SECTION 18. Limitation on Duty in Respect of Collateral Except for the exercise of reasonable care in the custody and preservation thereof, which is hereby expressly undertaken, the Collateral Agent will have no duty as to any Collateral in its possession or control or in the possession or control of any sub-agent or bailee or any income therefrom or as to the preservation of rights against prior parties or any other rights pertaining thereto. The Collateral Agent will be deemed to have exercised reasonable care in the custody and preservation of the Collateral in its possession or control if such Collateral is accorded treatment substantially equal to that which it accords its own property.

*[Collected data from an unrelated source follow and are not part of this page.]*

use crate::domain::ports::Pipeline;
use crate::utils::error::Result;
use crate::utils::monitor::SystemMonitor;

/// Drives a [`Pipeline`] through extract, transform and load.
pub struct EtlEngine<P: Pipeline> {
    pipeline: P,
    monitor: SystemMonitor,
}

impl<P: Pipeline> EtlEngine<P> {
    pub fn new(pipeline: P) -> Self {
        Self::new_with_monitoring(pipeline, false)
    }

    pub fn new_with_monitoring(pipeline: P, monitor_enabled: bool) -> Self {
        Self {
            pipeline,
            monitor: SystemMonitor::new(monitor_enabled),
        }
    }

    pub async fn run(&self) -> Result<String> {
        tracing::info!("🚀 Starting quality run");
        self.monitor.log_phase("Start");

        tracing::info!("📥 Extracting records...");
        let extraction = self.pipeline.extract().await?;
        tracing::info!("📥 Extracted {} records", extraction.records.len());
        self.monitor.log_phase("Extract");

        tracing::info!("🔄 Running quality checks...");
        let result = self.pipeline.transform(extraction).await?;
        tracing::info!(
            "🔄 {} records kept after de-duplication, {} cross references",
            result.cleaned_records.len(),
            result.report.cross_references.len()
        );
        self.monitor.log_phase("Transform");

        tracing::info!("💾 Writing report...");
        let output_path = self.pipeline.load(result).await?;
        tracing::info!("💾 Output saved to: {}", output_path);
        self.monitor.log_phase("Load");

        self.monitor.log_final();
        Ok(output_path)
    }
}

SECTION 19. General Provisions Concerning the Collateral Agent (a) Authority. The Collateral Agent is authorized to take such actions and to exercise such powers as are delegated to the Collateral Agent by the terms of the Security Documents, together with such actions and powers as are reasonably incidental thereto.
(b) Rights and Powers as a Secured Party. The bank serving as the Collateral Agent shall, in its capacity as a Secured Party, have the same rights and powers as any other Secured Party and may exercise the same as though it were not the Collateral Agent. Such bank and its Affiliates may accept deposits from, lend money to and generally engage in any kind of business with any Loan Party or any of their respective affiliates as if it were not the Collateral Agent hereunder.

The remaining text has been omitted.